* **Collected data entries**
————————

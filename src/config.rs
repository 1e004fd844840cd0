//! Engine configuration using Figment
//!
//! Configuration is loaded from:
//! 1. a TOML file (base configuration)
//! 2. environment variables (prefixed with `PROTOCOL_ENGINE_`)
//!
//! # Environment Variable Overrides
//!
//! ```text
//! PROTOCOL_ENGINE_ROBOT_TYPE=OT-3 Standard
//! PROTOCOL_ENGINE_USE_VIRTUAL_GRIPPER=true
//! PROTOCOL_ENGINE_IGNORE_PAUSE=true
//! ```
//!
//! # Example
//!
//! ```no_run
//! use protocol_engine::config::EngineConfig;
//!
//! let config = EngineConfig::load_from("engine.toml")?;
//! println!("Robot: {:?}", config.robot_type);
//! # Ok::<(), protocol_engine::config::ConfigError>(())
//! ```

use figment::{
    providers::{Env, Format, Serialized, Toml},
    Figment,
};
use serde::{Deserialize, Serialize};
use std::path::Path;
use thiserror::Error;

/// Configuration error types
#[derive(Debug, Error)]
pub enum ConfigError {
    #[error("Configuration load error: {0}")]
    LoadError(#[from] Box<figment::Error>),
    #[error("Configuration validation error: {0}")]
    ValidationError(String),
    #[error("Configuration write error: {0}")]
    WriteError(String),
}

impl From<figment::Error> for ConfigError {
    fn from(err: figment::Error) -> Self {
        Self::LoadError(Box::new(err))
    }
}

/// Robot model the engine drives.
#[derive(Debug, Clone, Copy, PartialEq, Eq, Serialize, Deserialize)]
pub enum RobotType {
    /// OT-2: pipettes only, no gripper
    #[serde(rename = "OT-2 Standard")]
    Ot2,
    /// OT-3 (Flex): pipettes and an extension-mount gripper
    #[serde(rename = "OT-3 Standard")]
    Ot3,
}

/// Deck layout installed on the robot.
#[derive(Debug, Clone, Copy, PartialEq, Eq, Hash, Serialize, Deserialize)]
pub enum DeckType {
    #[serde(rename = "ot2_standard")]
    Ot2Standard,
    #[serde(rename = "ot2_short_trash")]
    Ot2ShortTrash,
    #[serde(rename = "ot3_standard")]
    Ot3Standard,
}

impl DeckType {
    /// Identifier used in deck and module definitions.
    pub fn as_str(&self) -> &'static str {
        match self {
            Self::Ot2Standard => "ot2_standard",
            Self::Ot2ShortTrash => "ot2_short_trash",
            Self::Ot3Standard => "ot3_standard",
        }
    }

    /// Robot type this deck belongs to.
    pub fn robot_type(&self) -> RobotType {
        match self {
            Self::Ot2Standard | Self::Ot2ShortTrash => RobotType::Ot2,
            Self::Ot3Standard => RobotType::Ot3,
        }
    }
}

/// Top-level engine configuration
#[derive(Debug, Clone, PartialEq, Serialize, Deserialize)]
pub struct EngineConfig {
    /// Robot model
    pub robot_type: RobotType,
    /// Installed deck
    pub deck_type: DeckType,
    /// Simulate pipette motion instead of driving hardware
    #[serde(default)]
    pub use_virtual_pipettes: bool,
    /// Simulate gripper motion instead of driving hardware
    #[serde(default)]
    pub use_virtual_gripper: bool,
    /// Track module commands in state without driving module hardware
    #[serde(default)]
    pub use_virtual_modules: bool,
    /// Do not pause the queue on WaitForResume or manual labware moves
    #[serde(default)]
    pub ignore_pause: bool,
    /// Pause the run when the robot door opens
    #[serde(default = "default_block_on_door_open")]
    pub block_on_door_open: bool,
}

fn default_block_on_door_open() -> bool {
    true
}

impl Default for EngineConfig {
    fn default() -> Self {
        Self {
            robot_type: RobotType::Ot2,
            deck_type: DeckType::Ot2Standard,
            use_virtual_pipettes: false,
            use_virtual_gripper: false,
            use_virtual_modules: false,
            ignore_pause: false,
            block_on_door_open: default_block_on_door_open(),
        }
    }
}

impl EngineConfig {
    /// Fully simulated configuration for the given robot.
    pub fn simulated(robot_type: RobotType) -> Self {
        let deck_type = match robot_type {
            RobotType::Ot2 => DeckType::Ot2Standard,
            RobotType::Ot3 => DeckType::Ot3Standard,
        };
        Self {
            robot_type,
            deck_type,
            use_virtual_pipettes: true,
            use_virtual_gripper: true,
            use_virtual_modules: true,
            ignore_pause: false,
            block_on_door_open: false,
        }
    }

    /// Load configuration from a TOML file with environment overrides.
    ///
    /// Defaults fill in any key the file and environment leave out.
    pub fn load_from<P: AsRef<Path>>(path: P) -> Result<Self, ConfigError> {
        let config: Self = Figment::from(Serialized::defaults(Self::default()))
            .merge(Toml::file(path.as_ref()))
            .merge(Env::prefixed("PROTOCOL_ENGINE_"))
            .extract()?;

        config.validate()?;
        Ok(config)
    }

    /// Write this configuration as TOML.
    pub fn save_to<P: AsRef<Path>>(&self, path: P) -> Result<(), ConfigError> {
        let text =
            toml::to_string_pretty(self).map_err(|e| ConfigError::WriteError(e.to_string()))?;
        std::fs::write(path.as_ref(), text).map_err(|e| ConfigError::WriteError(e.to_string()))
    }

    /// Check cross-field consistency.
    pub fn validate(&self) -> Result<(), ConfigError> {
        if self.deck_type.robot_type() != self.robot_type {
            return Err(ConfigError::ValidationError(format!(
                "Deck type {} cannot be used on robot type {:?}",
                self.deck_type.as_str(),
                self.robot_type
            )));
        }
        if self.robot_type == RobotType::Ot2 && !self.use_virtual_gripper {
            tracing::debug!("OT-2 has no gripper; gripper moves will fail unless virtual");
        }
        Ok(())
    }
}

#[cfg(test)]
mod tests {
    use super::*;
    use figment::Jail;

    #[test]
    fn test_load_from_toml_applies_defaults() {
        Jail::expect_with(|jail| {
            jail.create_file(
                "engine.toml",
                r#"
                robot_type = "OT-3 Standard"
                deck_type = "ot3_standard"
                use_virtual_gripper = true
                "#,
            )?;

            let config = EngineConfig::load_from("engine.toml").map_err(|e| e.to_string())?;
            assert_eq!(config.robot_type, RobotType::Ot3);
            assert!(config.use_virtual_gripper);
            assert!(!config.use_virtual_pipettes);
            assert!(config.block_on_door_open);
            Ok(())
        });
    }

    #[test]
    fn test_env_overrides_file() {
        Jail::expect_with(|jail| {
            jail.create_file("engine.toml", "ignore_pause = false\n")?;
            jail.set_env("PROTOCOL_ENGINE_IGNORE_PAUSE", "true");

            let config = EngineConfig::load_from("engine.toml").map_err(|e| e.to_string())?;
            assert!(config.ignore_pause);
            assert_eq!(config.robot_type, RobotType::Ot2);
            Ok(())
        });
    }

    #[test]
    fn test_mismatched_deck_rejected() {
        let config = EngineConfig {
            robot_type: RobotType::Ot2,
            deck_type: DeckType::Ot3Standard,
            ..EngineConfig::default()
        };
        let err = config.validate().unwrap_err();
        assert!(matches!(err, ConfigError::ValidationError(_)));
    }

    #[test]
    fn test_save_and_reload() {
        Jail::expect_with(|jail| {
            let path = jail.directory().join("saved.toml");
            let config = EngineConfig::simulated(RobotType::Ot3);

            config.save_to(&path).map_err(|e| e.to_string())?;
            let loaded = EngineConfig::load_from(&path).map_err(|e| e.to_string())?;
            assert_eq!(loaded, config);
            Ok(())
        });
    }
}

————————

* **Problem description**
Lines holding "model" in the data above: copy each of them.

* **Exercise solution**
/// Robot model the engine drives.
    /// Robot model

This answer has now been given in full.